Wednesday was another banner day at our home, and no, you shouldn’t read that with any kind of sarcasm. I mentioned in a post earlier this year (clear back in January) that my step-son had asked for me to adopt him. Well, it took nine months and a lot of frustration, but that dream became a reality on Wednesday, and my son is now legally mine.
The word “adoption” plays a big role in our family. Both my husband and I were adopted by our parents when we were infants. In my case, when I was just four days old, and in his, when he was just a few hours old. We have many friends who were also adopted. My dear friend Melinkers (not her real name, of course), our close friend the Asian Bombshell (again, not her real name), my writing friend Carolyn, and the husband of my good friend Chrissy were all adopted children.
Being adopted comes with its own unique set of issues and insecurities, but it also comes with the guarantee that you were a chosen child, a child for whom your adoptive parents may have waited years. Most of us, though certainly not all, were raised with the knowledge that we had two mothers who loved us, not just one.
In many ways, my son is a lot more like me now. He knows his biological mother loves him, but he also knows that her mental health doesn’t allow her to act ways that fully demonstrate this love. That’s why he made the choice he made: to show that he understands what love and security are and that he chooses to be identified with a family that offers him that full-time.
My oldest daughter made the same choice when she was 15, though we realize now that her choice had less to do with her biological dad being crazy than with her step-mother at the time. Unfortunately, her biological dad sided with the the insanity over his own flesh-and-blood daughter, so she made it known that her world and her well-being required more stability than that, and she asked her step-dad to make official what we had known since she was four-years-old.
(I’ll post the picture of my son’s adoption when I get them from my sister-in-law) The day of her adoption, our family celebrated together – even my parents who were divorced and could barely stand to be in the same room together united for this event, which demonstrates how powerful and significant a decision it was.
The same was true on Wednesday. My son’s maternal grandmother – my husband’s ex-mother-in-law – came to support our family. At one point the judge even asked her to give testimony about her daughter, about the damage that her daughter’s mental health has caused to their relationship. With the exception of calling her mother to tell her that her son was being adopted and would therefore no longer be her grandson, this woman hadn’t heard from her daughter in nearly 11 years. That’s a long story best saved for another blog.

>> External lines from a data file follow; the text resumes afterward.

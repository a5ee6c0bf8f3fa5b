//! Tests for round assembly and the round builder.

use std::collections::HashSet;
use std::sync::Arc;
use std::sync::atomic::{AtomicUsize, Ordering};

use rand::SeedableRng;
use rand::rngs::StdRng;

use tunemetrics::cache::{CacheConfig, Memoized};
use tunemetrics::round::{RoundBuilder, RoundOptions, assemble_round};
use tunemetrics::{Album, ArtistRef, Track, TuneError};

fn track(id: &str, name: &str, duration_ms: u64, popularity: u32, released: &str) -> Track {
    Track {
        id: id.to_string(),
        name: name.to_string(),
        uri: format!("spotify:track:{id}"),
        preview_url: None,
        duration_ms,
        popularity,
        explicit: false,
        album: Album {
            id: format!("album-{id}"),
            name: "Album".to_string(),
            release_date: Some(released.to_string()),
            release_date_precision: Some("day".to_string()),
            images: vec![],
        },
        artists: vec![ArtistRef {
            id: "artist1".to_string(),
            name: "Artist".to_string(),
        }],
    }
}

fn playable(id: &str, name: &str) -> Track {
    track(id, name, 200_000, 50, "2010-05-05")
}

fn catalog(n: usize) -> Vec<Track> {
    (0..n)
        .map(|i| playable(&format!("t{i}"), &format!("Song {i}")))
        .collect()
}

// ============================================================================
// assemble_round
// ============================================================================

#[test]
fn round_invariants_hold_across_seeds() {
    let tracks = catalog(12);
    let options = RoundOptions::default();

    for seed in 0..200 {
        let mut rng = StdRng::seed_from_u64(seed);
        let round = assemble_round(&tracks, &options, &mut rng).unwrap();

        assert_eq!(round.options.len(), 4);
        assert_eq!(round.correct_track_name, round.track_to_guess.name);
        let hits = round
            .options
            .iter()
            .filter(|o| **o == round.correct_track_name)
            .count();
        assert_eq!(hits, 1, "target must appear exactly once");
        let unique: HashSet<&String> = round.options.iter().collect();
        assert_eq!(unique.len(), round.options.len(), "options must be distinct");
        assert!(round.track_to_guess.duration_ms > 5_000);
    }
}

#[test]
fn unplayable_catalog_has_no_round() {
    let tracks = vec![
        track("a", "Skit", 5_000, 10, "2001-01-01"),
        track("b", "Intro", 1_200, 10, "2001-01-01"),
    ];
    let mut rng = StdRng::seed_from_u64(1);
    assert!(assemble_round(&tracks, &RoundOptions::default(), &mut rng).is_none());
    assert!(assemble_round(&[], &RoundOptions::default(), &mut rng).is_none());
}

#[test]
fn only_playable_tracks_are_targets_or_options() {
    let tracks = vec![
        playable("a", "Long One"),
        track("b", "Short One", 3_000, 99, "2020-01-01"),
        playable("c", "Long Two"),
    ];
    for seed in 0..50 {
        let mut rng = StdRng::seed_from_u64(seed);
        let round = assemble_round(&tracks, &RoundOptions::default(), &mut rng).unwrap();
        assert_ne!(round.track_to_guess.id, "b");
        assert!(!round.options.contains(&"Short One".to_string()));
        assert_eq!(round.options.len(), 2);
    }
}

#[test]
fn small_catalog_yields_shorter_option_list() {
    let tracks = catalog(2);
    let mut rng = StdRng::seed_from_u64(9);
    let round = assemble_round(&tracks, &RoundOptions::default(), &mut rng).unwrap();

    let names: HashSet<String> = round.options.into_iter().collect();
    assert_eq!(
        names,
        HashSet::from(["Song 0".to_string(), "Song 1".to_string()])
    );
}

#[test]
fn duplicate_names_are_offered_once() {
    let tracks = vec![
        playable("a", "Intro"),
        playable("b", "Intro"),
        playable("c", "Intro"),
        playable("d", "Outro"),
        playable("e", "Interlude"),
    ];
    for seed in 0..100 {
        let mut rng = StdRng::seed_from_u64(seed);
        let round = assemble_round(&tracks, &RoundOptions::default(), &mut rng).unwrap();
        let unique: HashSet<&String> = round.options.iter().collect();
        assert_eq!(unique.len(), round.options.len());
        assert_eq!(round.options.len(), 3);
    }
}

#[test]
fn each_policy_contributes_its_extreme() {
    let mut tracks = vec![
        track("hit", "Hit", 200_000, 100, "2010-05-05"),
        track("flop", "Flop", 200_000, 0, "2010-05-05"),
        track("old", "Old", 200_000, 50, "1970-01-01"),
        track("new", "New", 200_000, 50, "2024-01-01"),
    ];
    tracks.extend((0..6).map(|i| playable(&format!("m{i}"), &format!("Middle {i}"))));

    let options = RoundOptions::new().option_count(5);
    let mut checked = 0;
    for seed in 0..100 {
        let mut rng = StdRng::seed_from_u64(seed);
        let round = assemble_round(&tracks, &options, &mut rng).unwrap();
        if !round.correct_track_name.starts_with("Middle") {
            continue;
        }
        checked += 1;
        let names: HashSet<&str> = round.options.iter().map(String::as_str).collect();
        let expected: HashSet<&str> = ["Hit", "Flop", "Old", "New", round.correct_track_name.as_str()]
            .into_iter()
            .collect();
        assert_eq!(names, expected);
    }
    assert!(checked > 0);
}

#[test]
fn missing_release_dates_count_as_newest() {
    // Equal popularity and dates everywhere else: ties resolve to the first
    // inserted track, so only Newest can ever pick the undated one.
    let mut tracks: Vec<Track> = (0..6)
        .map(|i| playable(&format!("m{i}"), &format!("Middle {i}")))
        .collect();
    let mut undated = playable("u", "Undated");
    undated.album.release_date = None;
    tracks.push(undated);

    let options = RoundOptions::new().option_count(2);
    let mut seen_undated = 0;
    for seed in 0..200 {
        let mut rng = StdRng::seed_from_u64(seed);
        let round = assemble_round(&tracks, &options, &mut rng).unwrap();
        if round.options.iter().any(|o| o == "Undated") && round.correct_track_name != "Undated" {
            seen_undated += 1;
        }
    }
    assert!(seen_undated > 0);
}

#[test]
fn answer_position_is_uniform() {
    let tracks = catalog(4);
    let options = RoundOptions::default();
    let mut rng = StdRng::seed_from_u64(42);
    let mut positions = [0u32; 4];
    let mut targets = [0u32; 4];
    let runs = 10_000;

    for _ in 0..runs {
        let round = assemble_round(&tracks, &options, &mut rng).unwrap();
        let pos = round
            .options
            .iter()
            .position(|o| *o == round.correct_track_name)
            .unwrap();
        positions[pos] += 1;
        let idx: usize = round.track_to_guess.id[1..].parse().unwrap();
        targets[idx] += 1;
    }

    for count in positions.iter().chain(targets.iter()) {
        let share = f64::from(*count) / f64::from(runs);
        assert!(
            (0.15..=0.35).contains(&share),
            "share {share} outside 15-35% (positions {positions:?}, targets {targets:?})"
        );
    }
}

// ============================================================================
// RoundBuilder
// ============================================================================

fn builder_over(tracks: Vec<Track>, calls: Arc<AtomicUsize>) -> RoundBuilder {
    let cache = Memoized::new(
        "artist_catalog",
        &CacheConfig::default(),
        move |(_artist, _token): (String, String)| {
            let tracks = tracks.clone();
            let calls = Arc::clone(&calls);
            async move {
                calls.fetch_add(1, Ordering::SeqCst);
                Ok(tracks)
            }
        },
    );
    RoundBuilder::new(cache, RoundOptions::default())
}

#[tokio::test]
async fn builder_reuses_cached_catalog() {
    let calls = Arc::new(AtomicUsize::new(0));
    let builder = builder_over(catalog(8), Arc::clone(&calls));

    let first = builder.build_round("artist1", "tok").await.unwrap().unwrap();
    let second = builder.build_round("artist1", "tok").await.unwrap().unwrap();
    assert_eq!(first.options.len(), 4);
    assert_eq!(second.options.len(), 4);
    assert_eq!(calls.load(Ordering::SeqCst), 1);

    // A different token is a different cache key.
    builder.build_round("artist1", "other").await.unwrap();
    assert_eq!(calls.load(Ordering::SeqCst), 2);
}

#[tokio::test]
async fn builder_returns_none_without_playable_tracks() {
    let calls = Arc::new(AtomicUsize::new(0));
    let builder = builder_over(
        vec![track("a", "Skit", 4_000, 1, "2000-01-01")],
        calls,
    );
    assert!(builder.build_round("artist1", "tok").await.unwrap().is_none());
}

#[tokio::test]
async fn builder_propagates_fetch_errors() {
    let cache: Memoized<(String, String), Vec<Track>> = Memoized::new(
        "artist_catalog",
        &CacheConfig::default(),
        |_: (String, String)| async { Err(TuneError::ExpiredUserSession { status: 401 }) },
    );
    let builder = RoundBuilder::new(cache, RoundOptions::default());

    let err = builder.build_round("artist1", "tok").await.unwrap_err();
    assert!(err.is_auth_failure());
}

I think our society has a tendency to throw the word “adoption” around in a way that really undermines its significance. We adopt an attitude, or we adopt new rules or policies, but when using the word to apply to human beings, I think a more spiritual and a more thoughtful tone need to be in place.
What changed for my son and I this week was nothing, and it was everything. It didn’t change how I love him, because I’ve always loved him as if I had given birth to him. I don’t feel any differently about that now. What is different is that the word “step” no longer applies; not on paper, and not in any other form. I never felt as if I were his “step” mother, and I never treated him as if he were my “step” son. That term didn’t apply to my daughter and my husband either. He was her full-time dad, and she loves him no differently than if he were biologically related to her.
My husband and I have often talked about the fact that our parents are our parents, despite their lack of genetic contribution to our existence. I’ve had the opportunity to meet members of my biological family, but these people didn’t raise me. They are sweet, and loving, and I am blessed to have them in my life, but they are like close friends, not necessarily like relatives. I wasn’t raised with my biological sister, and as much as I love her and her family, I don’t have the bond with her that I share with my adoptive sister.
It’s an odd set of realities for those of us who, either by choice or by fate, belong to a family that doesn’t bear a biological connection. This is where faith and science intersect I guess; the whole “nature vs. nurture” debate moves to center stage. While science informs us that our biology gives us a genetic code and predispositions us to certain aspects of life, it doesn’t give us love. Those who bear our genetic makeup do not automatically meet our need for affection and caring. Adoption is the evidence that blood is not always thicker than water; that in fact, water that is the gift of love pours forth with much greater power and intensity than many blood ties together could achieve.
So Wednesday was another banner day in our home. It further strengthened our family, but as evidenced by the silly behavior of all three of my kids, it changed very little at all.